Thursday, May 15, 2014

A Finger Pointing

The Buddha says, "My teaching is not a dogma or a doctrine, but no doubt some people will take it as such."  The Buddha goes on to say, "I must state clearly that my teaching is a method to experience reality and not reality itself, just as a finger pointing at the moon is not the moon itself.  A thinking person makes use of the finger to see the moon.  A person who only looks at the finger and mistakes it for the moon will never see the real moon."  *

I have been wrestling with Christianity.  Sometimes, I feel like a rather odd Christian.  Although it's a feeling that comes and goes, lately I've questioned whether I even belong in a church.  You see, I don't believe that Jesus is God.  I believe that Jesus is God's beloved son and that Jesus is God's Messiah, and that Jesus perfectly conveyed God's Way and Will.  I love Jesus.  I greatly appreciate everything Jesus did and said.  I thank God for Jesus.  I just don't believe Jesus was, or is, God.  I believe God is bigger than Jesus.  When I pray, I pray to God, not to Jesus.

My understanding mostly comes from reading the Bible, especially the Gospels.  In the New Testament, Jesus is titled variously as "God's Son," "Messiah," "Lord," and "a prophet mighty in word and deed."  Even for John, the only writer in the canon who came close to equating Jesus with God through a series of metaphors, Jesus is still called "God's Son."  But even more significantly, Jesus himself speaks of God as his Father, he prays to God, and submits his will to God.  Jesus is continually telling people about God's forgiveness and mercy, pointing people to seek God and His Kingdom.  Jesus seemed to see God as a separate entity, as separate from himself.

However, anyone familiar with church history will know that somewhere along the way this separation between Jesus and God began to blur for some followers, culminating in the compromise denoted in the Nicene Creed, in 325 C.E., in which Jesus is both God's Son and "True God from True God."  And then this creed became a universal statement of belief for all Christians.  Thus, to put it in the context of the Buddha's words above:  the finger became the moon.  The one who pointed to God, became God. 

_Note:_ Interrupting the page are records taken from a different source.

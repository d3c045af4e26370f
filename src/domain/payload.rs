use super::{Address, NewSubmission, SubmissionDetails, SubmissionType};
use serde::Deserialize;
use serde_json::Value;
use std::collections::HashMap;

/// Hidden form field that legitimate users never fill. A non-empty
/// value flags automated traffic.
const HONEYPOT_FIELD: &str = "company";

/// Raw form post as it arrives over the wire. Both form variants post
/// to the same endpoint, so the shape is a free-form map and the same
/// logical field may arrive under two different keys.
#[derive(Debug, Deserialize)]
#[serde(transparent)]
pub struct SubmissionPayload(HashMap<String, Value>);

#[derive(Debug)]
pub enum Normalized {
    Submission(NewSubmission),
    /// The honeypot field was filled. The caller must acknowledge the
    /// request as if it succeeded, without persisting or notifying.
    Decoy,
}

#[derive(Debug, Clone, PartialEq, Eq, thiserror::Error)]
pub enum ValidationError {
    #[error("invalid submission type")]
    InvalidType,
    #[error("missing required field: {0}")]
    MissingRequiredField(&'static str),
}

impl SubmissionPayload {
    /// Validates and reshapes the raw map into a canonical submission.
    pub fn normalize(&self) -> Result<Normalized, ValidationError> {
        if self.honeypot_tripped() {
            return Ok(Normalized::Decoy);
        }

        let kind = self
            .text(&["type"])
            .and_then(|t| SubmissionType::try_from(t).ok())
            .ok_or(ValidationError::InvalidType)?;

        let name = self.required("name", &["name", "d-name"])?;
        let email = self.required("email", &["email", "d-email"])?;
        let phone = self.text(&["phone"]);

        let details = match kind {
            SubmissionType::Purchase => self.purchase_details()?,
            SubmissionType::Download => self.download_details(),
        };

        Ok(Normalized::Submission(NewSubmission {
            name,
            email,
            phone,
            details,
        }))
    }

    // The six required fields are checked in a fixed order, so the
    // first missing one is the one reported back.
    fn purchase_details(&self) -> Result<SubmissionDetails, ValidationError> {
        let postal_code = self.required("postal_code", &["postal_code"])?;
        let address_line1 = self.required("address_line1", &["address_line1"])?;
        let district = self.required("district", &["district"])?;
        let city = self.required("city", &["city"])?;
        let state = self.required("state", &["state"])?;
        let country = self.required("country", &["country"])?;

        Ok(SubmissionDetails::Purchase {
            quantity: self.quantity(),
            address: Address {
                postal_code,
                address_line1,
                address_line2: self.text(&["address_line2"]),
                district,
                city,
                state,
                country,
            },
            delivery_notes: self.text(&["delivery_notes"]),
        })
    }

    fn download_details(&self) -> SubmissionDetails {
        SubmissionDetails::Download {
            contribution: self.number(&["d-contrib", "contribution"]),
            payment_method: self.text(&["d-payment_method", "payment_method"]),
        }
    }

    /// Number of copies ordered. Anything absent, non-numeric or
    /// non-positive falls back to a single copy.
    fn quantity(&self) -> i32 {
        self.number(&["quantity"])
            .map(|q| q.trunc() as i32)
            .filter(|q| *q > 0)
            .unwrap_or(1)
    }

    fn honeypot_tripped(&self) -> bool {
        match self.0.get(HONEYPOT_FIELD) {
            Some(Value::String(s)) => !s.is_empty(),
            Some(Value::Null) => false,
            Some(Value::Bool(b)) => *b,
            Some(_) => true,
            None => false,
        }
    }

    /// First non-empty value among the candidate keys, trimmed.
    /// Numbers are accepted where forms post them unquoted.
    fn text(&self, keys: &[&str]) -> Option<String> {
        keys.iter().find_map(|key| match self.0.get(*key) {
            Some(Value::String(s)) if !s.trim().is_empty() => Some(s.trim().to_string()),
            Some(Value::Number(n)) => Some(n.to_string()),
            _ => None,
        })
    }

    fn number(&self, keys: &[&str]) -> Option<f64> {
        keys.iter().find_map(|key| match self.0.get(*key) {
            Some(Value::Number(n)) => n.as_f64(),
            Some(Value::String(s)) => s.trim().parse().ok(),
            _ => None,
        })
    }

    fn required(
        &self,
        field: &'static str,
        keys: &[&str],
    ) -> Result<String, ValidationError> {
        self.text(keys)
            .ok_or(ValidationError::MissingRequiredField(field))
    }
}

It's problematic for me, for many reasons.  For one, it's confusing:  Jesus now fully divine, must also be fully human in order for his life and death to make sense; the Son is God, the Father is God, and the Holy Spirit is God, but there is only one God; one plus one plus one equals one.  Does that mean that Jesus was praying to himself?  Or that God died?  Or that Jesus sits at the right hand of himself?  Although I can accept a great deal of mystery when it comes to God, and I understand paradox, such statements are just plain illogical.

Now, you may wonder... What's the big deal?  After all, it's just a belief.  And, personally, I don't believe God approves or disapproves of us based on our beliefs.  But I'm learning that how you think about God matters.  It matters because very often it translates into how you treat your neighbor.  And that, I believe, does matter to God.  Which is another reason this particular belief is problematic.  If you believe that Jesus is God, then you just might think that only Christians follow God, or that God only accepts Christians.  And that's when the finger pointing really begins!

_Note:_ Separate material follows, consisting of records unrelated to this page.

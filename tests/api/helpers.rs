use once_cell::sync::Lazy;
use reqwest::{Client, Response};
use sqlx::{Connection, Executor, PgConnection, PgPool};
use std::net::SocketAddr;
use treuss::{
    configuration::{get_configuration, DatabaseSettings},
    startup::{get_connection_pool, Application},
    telemetry::{get_subscriber, init_subscriber},
};
use uuid::Uuid;
use wiremock::MockServer;

static TRACING: Lazy<()> = Lazy::new(|| {
    let name = "test";
    let default_env_filter = "info";
    if std::env::var("TEST_LOG").is_ok() {
        let subscriber = get_subscriber(name, default_env_filter, std::io::stdout);
        init_subscriber(subscriber);
    } else {
        let subscriber = get_subscriber(name, default_env_filter, std::io::sink);
        init_subscriber(subscriber);
    }
});

static FAILED_TO_EXECUTE_REQUEST: &str = "Failed to execute request";

pub struct TestApp {
    pub address: SocketAddr,
    pub db_pool: PgPool,
    pub email_server: MockServer,
    client: Client,
}

impl TestApp {
    pub async fn spawn() -> Self {
        Lazy::force(&TRACING);

        let mut config = get_configuration().expect("Failed to read configuration");
        config.database.database_name = Uuid::new_v4().to_string();
        config.application.port = 0;
        config.email_client.timeout_milliseconds = 2_000;

        let db_pool = configure_database(&config.database).await;
        let email_server = MockServer::start().await;
        config.email_client.base_url = email_server.uri();

        let app = Application::build(config)
            .await
            .expect("Failed to build the application");
        let address = app.local_addr();

        tokio::spawn(app.run_until_stopped());

        Self {
            address,
            db_pool,
            email_server,
            client: Client::new(),
        }
    }

    pub async fn get_health_check(&self) -> Response {
        self.client
            .get(self.url("/health_check"))
            .send()
            .await
            .expect(FAILED_TO_EXECUTE_REQUEST)
    }

    pub async fn post_submission(&self, body: &serde_json::Value) -> Response {
        self.client
            .post(self.url("/submissions"))
            .json(body)
            .send()
            .await
            .expect(FAILED_TO_EXECUTE_REQUEST)
    }

    pub async fn post_submission_raw(&self, content_type: &str, body: &'static str) -> Response {
        self.client
            .post(self.url("/submissions"))
            .header("Content-Type", content_type)
            .body(body)
            .send()
            .await
            .expect(FAILED_TO_EXECUTE_REQUEST)
    }

    pub fn submissions_url(&self) -> String {
        self.url("/submissions")
    }

    pub async fn get_submissions(&self) -> Response {
        self.client
            .get(self.url("/submissions"))
            .send()
            .await
            .expect(FAILED_TO_EXECUTE_REQUEST)
    }

    pub async fn stored_submissions_count(&self) -> i64 {
        sqlx::query_scalar("SELECT COUNT(*) FROM submissions")
            .fetch_one(&self.db_pool)
            .await
            .expect("Failed to count stored submissions")
    }

    fn url(&self, endpoint: &str) -> String {
        format!("http://{}{endpoint}", self.address)
    }
}

async fn configure_database(configuration: &DatabaseSettings) -> PgPool {
    let mut conn = PgConnection::connect_with(&configuration.without_db())
        .await
        .expect("Failed to connect to Postgres");

    conn.execute(format!(r#"CREATE DATABASE "{}";"#, configuration.database_name).as_str())
        .await
        .expect("Failed to create database");

    let pool = get_connection_pool(configuration);

    sqlx::migrate!("./migrations")
        .run(&pool)
        .await
        .expect("Failed to migrate database");

    pool
}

Recently I watched the movie, "God is Not Dead," with my two older boys, a friend of theirs, and two youth from the church.  Though I liked parts of it, it brought many of my concerns to the forefront.  I liked the young protagonist sticking up for his faith in the face of great opposition.  I liked the different intersecting stories, showing the various struggles many people go through:  the pastor's desire to make a difference; the believer in relationship with an unbeliever; being loved for who we are, not for what we do; the devastation of losing a parent; the fear of one's own death.  Granted, some parts of the movie were a bit predictable:  the conversion from disbelief to belief in God for several of the characters.  However, near the end of the movie, it suddenly dawned on me that God was equated with Jesus, and only by confessing Jesus as one's Lord and Savior would you be with God in Heaven.  Unless you do this, verbally, you will be eternally separated from God.  What started out as a movie about God, became a "movement" for Jesus.  Now, even though I consider myself a Christian, this is not the message I want my kids to learn.  I was also very sorry that my son's Jewish friend had to hear this "Christian" message.

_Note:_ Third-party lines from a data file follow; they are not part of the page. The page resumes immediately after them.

use crate::{
    app_state::AppState,
    domain::{
        EmailStatus, NewSubmission, Normalized, SubmissionDetails, SubmissionPayload,
        SubmissionType, ValidationError,
    },
    notification,
};
use axum::{
    extract::{rejection::JsonRejection, State},
    http::StatusCode,
    response::{IntoResponse, Response},
    routing::post,
    Json, Router,
};
use serde::Serialize;
use sqlx::PgPool;
use time::OffsetDateTime;
use uuid::Uuid;

pub fn router() -> Router<AppState> {
    Router::new().route(
        "/submissions",
        post(submit).fallback(method_not_allowed),
    )
}

#[tracing::instrument(name = "Handle a form submission", skip_all)]
async fn submit(
    State(app_state): State<AppState>,
    payload: Result<Json<SubmissionPayload>, JsonRejection>,
) -> Result<Response, SubmissionError> {
    // A body the extractor cannot parse still gets the JSON error
    // shape every other failure path responds with.
    let Json(payload) = payload.map_err(SubmissionError::MalformedBody)?;

    let submission = match payload.normalize()? {
        Normalized::Decoy => {
            tracing::info!("Honeypot field was filled. Acknowledging without processing.");
            return Ok(Json(AckBody {
                success: true,
                message: "OK",
            })
            .into_response());
        }
        Normalized::Submission(submission) => submission,
    };

    let outcome = process(&app_state, &submission).await?;

    let message = match submission.kind() {
        SubmissionType::Purchase => {
            "Order registered. You will receive the order receipt with full details by email."
        }
        SubmissionType::Download => {
            "Registration complete. The eBook link will be sent by email."
        }
    };

    Ok(Json(AcceptedBody {
        success: true,
        message,
        id: outcome.id,
        email_sent: outcome.notified,
        email_error: outcome.notify_error,
    })
    .into_response())
}

async fn method_not_allowed() -> Response {
    (
        StatusCode::METHOD_NOT_ALLOWED,
        Json(ErrorBody {
            error: "method not allowed".into(),
        }),
    )
        .into_response()
}

struct SubmissionOutcome {
    id: Uuid,
    notified: bool,
    notify_error: Option<String>,
}

/// Persists the submission, attempts the confirmation email and
/// records the delivery outcome on the stored row.
///
/// Only the insert can fail the request. The email attempt and the
/// status update degrade into the row's `email_status` instead.
#[tracing::instrument(
    name = "Persist and notify",
    skip_all,
    fields(submission_kind = submission.kind().as_ref())
)]
async fn process(
    app_state: &AppState,
    submission: &NewSubmission,
) -> Result<SubmissionOutcome, SubmissionError> {
    let id = insert_submission(&app_state.db_pool, submission)
        .await
        .map_err(SubmissionError::Storage)?;

    let content = notification::content_for(submission, &app_state.payment);
    let notify_error = match app_state
        .email_client
        .send_email(
            &submission.email,
            &content.subject,
            &content.html,
            &content.text,
        )
        .await
    {
        Ok(()) => None,
        Err(e) => {
            tracing::error!(
                error.cause_chain = ?e,
                error.message = %e,
                "Failed to send the confirmation email"
            );
            Some(e.to_string())
        }
    };

    let status = if notify_error.is_none() {
        EmailStatus::Sent
    } else {
        EmailStatus::Failed
    };

    // The submission is already persisted. A failing status update is
    // logged and must not fail the request.
    if let Err(e) = update_email_status(&app_state.db_pool, id, status, notify_error.as_deref()).await
    {
        tracing::error!(
            error.cause_chain = ?e,
            error.message = %e,
            "Failed to record the email status"
        );
    }

    Ok(SubmissionOutcome {
        id,
        notified: notify_error.is_none(),
        notify_error,
    })
}

#[tracing::instrument(name = "Insert submission", skip_all)]
async fn insert_submission(
    db_pool: &PgPool,
    submission: &NewSubmission,
) -> Result<Uuid, sqlx::Error> {
    let (quantity, address, delivery_notes, contribution, payment_method) =
        match &submission.details {
            SubmissionDetails::Purchase {
                quantity,
                address,
                delivery_notes,
            } => (
                Some(*quantity),
                Some(address),
                delivery_notes.as_deref(),
                None,
                None,
            ),
            SubmissionDetails::Download {
                contribution,
                payment_method,
            } => (None, None, None, *contribution, payment_method.as_deref()),
        };

    sqlx::query_scalar::<_, Uuid>(
        r#"
        INSERT INTO submissions (
            type, name, email, phone,
            quantity, contribution, payment_method,
            postal_code, address_line1, address_line2,
            district, city, state, country, delivery_notes,
            pix_key_shown, created_at, email_status
        )
        VALUES (
            $1, $2, $3, $4,
            $5, $6, $7,
            $8, $9, $10,
            $11, $12, $13, $14, $15,
            $16, $17, $18
        )
        RETURNING id
        "#,
    )
    .bind(submission.kind().as_ref())
    .bind(&submission.name)
    .bind(&submission.email)
    .bind(submission.phone.as_deref())
    .bind(quantity)
    .bind(contribution)
    .bind(payment_method)
    .bind(address.map(|a| a.postal_code.as_str()))
    .bind(address.map(|a| a.address_line1.as_str()))
    .bind(address.and_then(|a| a.address_line2.as_deref()))
    .bind(address.map(|a| a.district.as_str()))
    .bind(address.map(|a| a.city.as_str()))
    .bind(address.map(|a| a.state.as_str()))
    .bind(address.map(|a| a.country.as_str()))
    .bind(delivery_notes)
    .bind(submission.pix_key_shown())
    .bind(OffsetDateTime::now_utc())
    .bind(EmailStatus::Pending.as_ref())
    .fetch_one(db_pool)
    .await
}

#[tracing::instrument(
    name = "Record email status",
    skip(db_pool, status, error),
    fields(status = status.as_ref())
)]
async fn update_email_status(
    db_pool: &PgPool,
    id: Uuid,
    status: EmailStatus,
    error: Option<&str>,
) -> Result<(), sqlx::Error> {
    sqlx::query(
        r#"
        UPDATE submissions SET email_status = $1, email_error = $2
        WHERE id = $3
        "#,
    )
    .bind(status.as_ref())
    .bind(error)
    .bind(id)
    .execute(db_pool)
    .await?;

    Ok(())
}

#[derive(Serialize)]
struct AcceptedBody {
    success: bool,
    message: &'static str,
    id: Uuid,
    #[serde(rename = "emailSent")]
    email_sent: bool,
    #[serde(rename = "emailError")]
    email_error: Option<String>,
}

#[derive(Serialize)]
struct AckBody {
    success: bool,
    message: &'static str,
}

#[derive(Serialize)]
struct ErrorBody {
    error: String,
}

#[derive(Debug, thiserror::Error)]
enum SubmissionError {
    #[error("invalid request body")]
    MalformedBody(#[source] JsonRejection),
    #[error(transparent)]
    Validation(#[from] ValidationError),
    #[error("failed to save the submission")]
    Storage(#[source] sqlx::Error),
}

impl IntoResponse for SubmissionError {
    fn into_response(self) -> Response {
        tracing::error!("{:#?}", self);

        let (status, message) = match &self {
            Self::MalformedBody(rejection) => (rejection.status(), self.to_string()),
            Self::Validation(e) => (StatusCode::BAD_REQUEST, e.to_string()),
            Self::Storage(_) => (StatusCode::INTERNAL_SERVER_ERROR, self.to_string()),
        };

        (status, Json(ErrorBody { error: message })).into_response()
    }
}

Coincidentally, just after watching this movie, I came across the following passage in the book I've been reading:  "A Church of Her Own:  What Happens When a Woman Takes the Pulpit," by Sarah Sentilles -- which is about the sexism that is found in many churches.  I read, "My theological mentor at Harvard, Gordon Kaufman, once told me that asking whether or not there is a God is not the right question.  What interests Gordon is not whether God exists but rather what difference human words about God might make."  (pg. 244)  And I wondered... What difference did, and does, Jesus' words about God make?  What did Jesus have to say about God that is different from what others had to say?

That God Loves.  Patiently.  Mercifully.  Freely.  Unreservedly.  Eternally.  Perfectly.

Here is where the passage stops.